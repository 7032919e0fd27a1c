// Copyright (C) 2026 Michael Wilson <mike@mdwn.dev>
//
// This program is free software: you can redistribute it and/or modify it under
// the terms of the GNU General Public License as published by the Free Software
// Foundation, version 3.
//
// This program is distributed in the hope that it will be useful, but WITHOUT
// ANY WARRANTY; without even the implied warranty of MERCHANTABILITY or FITNESS
// FOR A PARTICULAR PURPOSE. See the GNU General Public License for more details.
//
// You should have received a copy of the GNU General Public License along with
// this program. If not, see <https://www.gnu.org/licenses/>.
//
use std::{fmt, sync::Arc};

use parking_lot::Mutex;

use super::{DeviceError, OutputCallback, OutputStream};
use crate::format::OutputFormat;

/// An open mock stream: the render callback plus the channel count it was
/// opened with.
struct Open {
    callback: OutputCallback,
    channels: usize,
}

struct Inner {
    /// One stream at a time. Dropping a stale stream handle clears whatever is
    /// open, so the old stream must be closed before a new one is opened.
    open: Mutex<Option<Open>>,
    /// Every sample ever pumped through the callback, for test inspection.
    #[cfg(test)]
    captured: Mutex<Vec<i16>>,
}

/// A mock device. Doesn't actually play anything; the host drives the render
/// callback by calling pump.
#[derive(Clone)]
pub struct Device {
    name: String,
    inner: Arc<Inner>,
}

impl Device {
    /// Gets the given mock device.
    pub fn get(name: &str) -> Device {
        Device {
            name: name.to_string(),
            inner: Arc::new(Inner {
                open: Mutex::new(None),
                #[cfg(test)]
                captured: Mutex::new(Vec::new()),
            }),
        }
    }

    /// Returns true if an output stream is currently open on this device.
    pub fn is_open(&self) -> bool {
        self.inner.open.lock().is_some()
    }

    /// Renders the given number of frames through the open stream's callback
    /// and returns the interleaved samples. Returns an empty vector if no
    /// stream is open.
    pub fn pump(&self, frames: usize) -> Vec<i16> {
        let mut open = self.inner.open.lock();
        let Some(open) = open.as_mut() else {
            return Vec::new();
        };
        let mut buffer = vec![0i16; frames * open.channels];
        (open.callback)(&mut buffer);
        #[cfg(test)]
        self.inner.captured.lock().extend_from_slice(&buffer);
        buffer
    }

    /// Returns a copy of every sample pumped so far.
    #[cfg(test)]
    pub fn captured(&self) -> Vec<i16> {
        self.inner.captured.lock().clone()
    }
}

impl super::Device for Device {
    fn open_output(
        &self,
        format: &OutputFormat,
        callback: OutputCallback,
    ) -> Result<Box<dyn OutputStream>, DeviceError> {
        *self.inner.open.lock() = Some(Open {
            callback,
            channels: format.channels(),
        });
        Ok(Box::new(Stream {
            inner: self.inner.clone(),
        }))
    }

    #[cfg(test)]
    fn to_mock(&self) -> Result<Arc<Device>, DeviceError> {
        Ok(Arc::new(self.clone()))
    }
}

impl fmt::Display for Device {
    fn fmt(&self, f: &mut fmt::Formatter<'_>) -> fmt::Result {
        write!(f, "{} (Mock)", self.name)
    }
}

struct Stream {
    inner: Arc<Inner>,
}

impl OutputStream for Stream {}

impl Drop for Stream {
    fn drop(&mut self) {
        *self.inner.open.lock() = None;
    }
}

▸ **ACTIVITY**: The reply should consist of one number, the count of lines above with the string "lock" in them.

▸ **SOLVED EXERCISE**: 6